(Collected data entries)
BEGIN
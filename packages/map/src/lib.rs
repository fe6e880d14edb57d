#![cfg_attr(feature = "fail-on-warnings", deny(warnings))]
#![warn(clippy::all, clippy::pedantic, clippy::nursery, clippy::cargo)]
#![allow(clippy::multiple_crate_versions, clippy::cargo_common_metadata)]

//! Map-side collaborators of the district view.
//!
//! Holds the district boundary polygons (a `GeoJSON` file embedded at
//! compile time), resolves pointer positions to district ids through an
//! R-tree, turns the [`Highlight`] command into per-region styles, and
//! computes where the camera should fly when the selection changes.
//!
//! Tile rendering itself is left to the front end's map library.

pub mod boundaries;
pub mod camera;
pub mod style;

pub use boundaries::{DistrictBoundaries, boundaries};
pub use camera::{CameraTarget, camera_target};
pub use oslo_market_selection::Highlight;
pub use style::{RegionPaint, RegionStyle, region_style};

use thiserror::Error;

/// Errors raised while loading boundary data.
#[derive(Debug, Error)]
pub enum BoundaryError {
    /// The `GeoJSON` text or one of its geometries is invalid.
    #[error("GeoJSON error: {0}")]
    GeoJson(#[from] geojson::Error),

    /// The document is not a `FeatureCollection`.
    #[error("Boundary data must be a GeoJSON FeatureCollection")]
    NotFeatureCollection,

    /// A feature has no string `id` property.
    #[error("Boundary feature #{index} has no string 'id' property")]
    MissingId {
        /// Position of the feature in the collection.
        index: usize,
    },

    /// A feature's geometry is missing or not a (multi)polygon.
    #[error("Boundary '{id}' must have Polygon or MultiPolygon geometry")]
    UnsupportedGeometry {
        /// Id of the offending feature.
        id: String,
    },

    /// Two features share an id.
    #[error("Duplicate boundary id: {id}")]
    DuplicateId {
        /// The repeated id.
        id: String,
    },
}
#![cfg_attr(feature = "fail-on-warnings", deny(warnings))]
#![warn(clippy::all, clippy::pedantic, clippy::nursery, clippy::cargo)]
#![allow(clippy::multiple_crate_versions, clippy::cargo_common_metadata)]

//! Display formatting and view models for the stats panel.
//!
//! Everything here is a pure transform from catalog records (and valuation
//! results) to the strings and flags the front end renders.

pub mod format;
pub mod panel;

pub use format::{format_number, headline, preposition, valuation_cta};
pub use panel::{
    DistrictListEntry, FormattedValuation, StatCard, StatsPanel, Trend, stat_accent, stat_label,
};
END
Exercise prompt
Go through the entries and copy every line with "index".

Your solution
    #[error("Boundary feature #{index} has no string 'id' property")]
        index: usize,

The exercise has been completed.